TASK PROMPT: Restate word for word the lines that begin the listing and end with the line holding "pub struct CommandPlayer".

SUPPLIED RECORDS:

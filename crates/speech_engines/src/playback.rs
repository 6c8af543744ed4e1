//! Sequential playback of synthesized clips
//!
//! Each clip is played to completion with the primary player, retried once
//! with the fallback player if that fails, and then deleted whatever the
//! outcome. A failing clip never stops the rest of the queue.

use std::ffi::OsString;
use std::path::{Path, PathBuf};
use std::process::Stdio;
use std::sync::Arc;
use std::time::Duration;

use async_trait::async_trait;
use tokio::process::Command;
use tracing::{debug, info, instrument, warn};

use crate::config::PlaybackConfig;
use crate::error::PlaybackError;
use crate::ports::AudioPlayer;
use crate::types::AudioArtifact;

/// How a player program expects its arguments
#[derive(Debug, Clone, Copy, PartialEq, Eq)]
enum Invocation {
    /// `<program> <file>`
    Plain,
    /// `ffplay -nodisp -autoexit -loglevel quiet <file>`
    Ffplay,
    /// PowerShell `Media.SoundPlayer` (WAV only)
    SoundPlayer,
}

impl Invocation {
    fn for_program(program: &Path) -> Self {
        let stem = program
            .file_stem()
            .and_then(|s| s.to_str())
            .unwrap_or_default()
            .to_ascii_lowercase();
        match stem.as_str() {
            "ffplay" => Self::Ffplay,
            "powershell" | "pwsh" => Self::SoundPlayer,
            _ => Self::Plain,
        }
    }
}

/// Audio player backed by an external program
#[derive(Debug, Clone)]
pub struct CommandPlayer {
    name: String,
    program: PathBuf,
    invocation: Invocation,
    timeout: Duration,
}

impl CommandPlayer {
    /// Create a player for `program`
    ///
    /// Arguments are chosen from the program name: `ffplay` runs headless,
    /// `powershell` uses `Media.SoundPlayer`, anything else gets the file path.
    pub fn new(program: impl Into<PathBuf>, timeout: Duration) -> Self {
        let program = program.into();
        let invocation = Invocation::for_program(&program);
        let name = program
            .file_name()
            .map_or_else(|| program.display().to_string(), |n| n.to_string_lossy().into_owned());

        Self {
            name,
            program,
            invocation,
            timeout,
        }
    }

    /// Arguments for playing `path`
    #[must_use]
    pub fn args(&self, path: &Path) -> Vec<OsString> {
        match self.invocation {
            Invocation::Plain => vec![path.as_os_str().to_os_string()],
            Invocation::Ffplay => vec![
                "-nodisp".into(),
                "-autoexit".into(),
                "-loglevel".into(),
                "quiet".into(),
                path.as_os_str().to_os_string(),
            ],
            Invocation::SoundPlayer => vec![
                "-NoProfile".into(),
                "-NonInteractive".into(),
                "-Command".into(),
                format!(
                    "(New-Object Media.SoundPlayer '{}').PlaySync()",
                    path.to_string_lossy().replace('\'', "''")
                )
                .into(),
            ],
        }
    }
}

#[async_trait]
impl AudioPlayer for CommandPlayer {
    async fn play(&self, path: &Path) -> Result<(), PlaybackError> {
        let mut child = Command::new(&self.program)
            .args(self.args(path))
            .stdin(Stdio::null())
            .stdout(Stdio::null())
            .stderr(Stdio::null())
            .kill_on_drop(true)
            .spawn()
            .map_err(|e| PlaybackError::Spawn {
                player: self.name.clone(),
                reason: e.to_string(),
            })?;

        let status = tokio::time::timeout(self.timeout, child.wait())
            .await
            .map_err(|_| PlaybackError::Timeout(self.name.clone()))?
            .map_err(|e| PlaybackError::Spawn {
                player: self.name.clone(),
                reason: e.to_string(),
            })?;

        if status.success() {
            Ok(())
        } else {
            Err(PlaybackError::Exit {
                player: self.name.clone(),
                status: status.to_string(),
            })
        }
    }

    fn name(&self) -> &str {
        &self.name
    }
}

/// Platform player pair, chosen once per sequencer
#[derive(Debug, Clone, Copy, PartialEq, Eq)]
pub enum PlayerStrategy {
    /// `afplay`, then `ffplay`
    MacAfplay,
    /// `ffplay`, then `paplay`
    LinuxFfplay,
    /// PowerShell `Media.SoundPlayer`, then `ffplay`
    WindowsSoundPlayer,
}

impl PlayerStrategy {
    /// Strategy for the OS this binary was built for
    #[must_use]
    pub const fn detect() -> Self {
        if cfg!(target_os = "macos") {
            Self::MacAfplay
        } else if cfg!(target_os = "windows") {
            Self::WindowsSoundPlayer
        } else {
            Self::LinuxFfplay
        }
    }

    /// Primary player program
    #[must_use]
    pub const fn primary_program(self) -> &'static str {
        match self {
            Self::MacAfplay => "afplay",
            Self::LinuxFfplay => "ffplay",
            Self::WindowsSoundPlayer => "powershell",
        }
    }

    /// Fallback player program
    #[must_use]
    pub const fn fallback_program(self) -> &'static str {
        match self {
            Self::MacAfplay | Self::WindowsSoundPlayer => "ffplay",
            Self::LinuxFfplay => "paplay",
        }
    }
}

/// Playback failure of one clip
#[derive(Debug)]
pub struct ClipFailure {
    /// Position of the clip in the queue
    pub index: usize,
    /// Errors from each player that was tried, in order
    pub errors: Vec<PlaybackError>,
}

/// Outcome of playing a queue of clips
#[derive(Debug, Default)]
pub struct PlaybackReport {
    /// Clips played successfully
    pub played: usize,
    /// Clips no player could play
    pub failures: Vec<ClipFailure>,
    /// Clips whose backing file could not be deleted
    pub disposal_failures: usize,
}

impl PlaybackReport {
    /// Whether every clip played
    #[must_use]
    pub fn all_played(&self) -> bool {
        self.failures.is_empty()
    }
}

/// Plays clips in order and disposes each one afterwards
pub struct PlaybackSequencer {
    primary: Arc<dyn AudioPlayer>,
    fallback: Option<Arc<dyn AudioPlayer>>,
    inter_clip_delay: Duration,
}

impl std::fmt::Debug for PlaybackSequencer {
    fn fmt(&self, f: &mut std::fmt::Formatter<'_>) -> std::fmt::Result {
        f.debug_struct("PlaybackSequencer")
            .field("primary", &self.primary.name())
            .field("fallback", &self.fallback.as_ref().map(|p| p.name()))
            .field("inter_clip_delay", &self.inter_clip_delay)
            .finish()
    }
}

impl PlaybackSequencer {
    /// Create a sequencer from explicit players
    #[must_use]
    pub fn new(
        primary: Arc<dyn AudioPlayer>,
        fallback: Option<Arc<dyn AudioPlayer>>,
        inter_clip_delay: Duration,
    ) -> Self {
        Self {
            primary,
            fallback,
            inter_clip_delay,
        }
    }

    /// Create a sequencer with the host platform's players
    ///
    /// Programs configured in `config` replace the platform defaults.
    #[must_use]
    pub fn from_config(config: &PlaybackConfig) -> Self {
        let strategy = PlayerStrategy::detect();
        let timeout = Duration::from_millis(config.player_timeout_ms);

        let primary = config
            .primary_player
            .as_deref()
            .unwrap_or_else(|| strategy.primary_program());
        let fallback = config
            .fallback_player
            .as_deref()
            .unwrap_or_else(|| strategy.fallback_program());

        debug!(?strategy, primary, fallback, "Playback players selected");

        Self::new(
            Arc::new(CommandPlayer::new(primary, timeout)),
            (fallback != primary)
                .then(|| Arc::new(CommandPlayer::new(fallback, timeout)) as Arc<dyn AudioPlayer>),
            Duration::from_millis(config.inter_clip_delay_ms),
        )
    }

    /// Play every clip in order, then delete it
    ///
    /// Clips are consumed: each backing file is removed once the clip has
    /// been played or has failed to play.
    #[instrument(skip(self, artifacts), fields(clips = artifacts.len()))]
    pub async fn play(&self, artifacts: Vec<AudioArtifact>) -> PlaybackReport {
        let mut report = PlaybackReport::default();
        let total = artifacts.len();

        for (index, artifact) in artifacts.into_iter().enumerate() {
            match self.play_one(artifact.path()).await {
                Ok(()) => report.played += 1,
                Err(errors) => {
                    warn!(
                        index,
                        path = %artifact.path().display(),
                        errors = errors.len(),
                        "Clip could not be played"
                    );
                    report.failures.push(ClipFailure { index, errors });
                },
            }

            if index + 1 < total && !self.inter_clip_delay.is_zero() {
                tokio::time::sleep(self.inter_clip_delay).await;
            }

            let path = artifact.path().to_path_buf();
            if let Err(e) = artifact.dispose() {
                warn!(path = %path.display(), error = %e, "Failed to delete clip");
                report.disposal_failures += 1;
            }
        }

        info!(
            played = report.played,
            failed = report.failures.len(),
            "Playback finished"
        );
        report
    }

    async fn play_one(&self, path: &Path) -> Result<(), Vec<PlaybackError>> {
        let mut errors = Vec::new();

        match self.primary.play(path).await {
            Ok(()) => return Ok(()),
            Err(e) => {
                debug!(player = self.primary.name(), error = %e, "Primary player failed");
                errors.push(e);
            },
        }

        if let Some(fallback) = &self.fallback {
            match fallback.play(path).await {
                Ok(()) => return Ok(()),
                Err(e) => {
                    debug!(player = fallback.name(), error = %e, "Fallback player failed");
                    errors.push(e);
                },
            }
        }

        Err(errors)
    }
}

EXERCISE OUTPUT:
filename crates/speech_engines/src/playback.rs
repository 6c8af543744ed4e1
//! Sequential playback of synthesized clips
//!
//! Each clip is played to completion with the primary player, retried once
//! with the fallback player if that fails, and then deleted whatever the
//! outcome. A failing clip never stops the rest of the queue.

use std::ffi::OsString;
use std::path::{Path, PathBuf};
use std::process::Stdio;
use std::sync::Arc;
use std::time::Duration;

use async_trait::async_trait;
use tokio::process::Command;
use tracing::{debug, info, instrument, warn};

use crate::config::PlaybackConfig;
use crate::error::PlaybackError;
use crate::ports::AudioPlayer;
use crate::types::AudioArtifact;

/// How a player program expects its arguments
#[derive(Debug, Clone, Copy, PartialEq, Eq)]
enum Invocation {
    /// `<program> <file>`
    Plain,
    /// `ffplay -nodisp -autoexit -loglevel quiet <file>`
    Ffplay,
    /// PowerShell `Media.SoundPlayer` (WAV only)
    SoundPlayer,
}

impl Invocation {
    fn for_program(program: &Path) -> Self {
        let stem = program
            .file_stem()
            .and_then(|s| s.to_str())
            .unwrap_or_default()
            .to_ascii_lowercase();
        match stem.as_str() {
            "ffplay" => Self::Ffplay,
            "powershell" | "pwsh" => Self::SoundPlayer,
            _ => Self::Plain,
        }
    }
}

/// Audio player backed by an external program
#[derive(Debug, Clone)]
pub struct CommandPlayer {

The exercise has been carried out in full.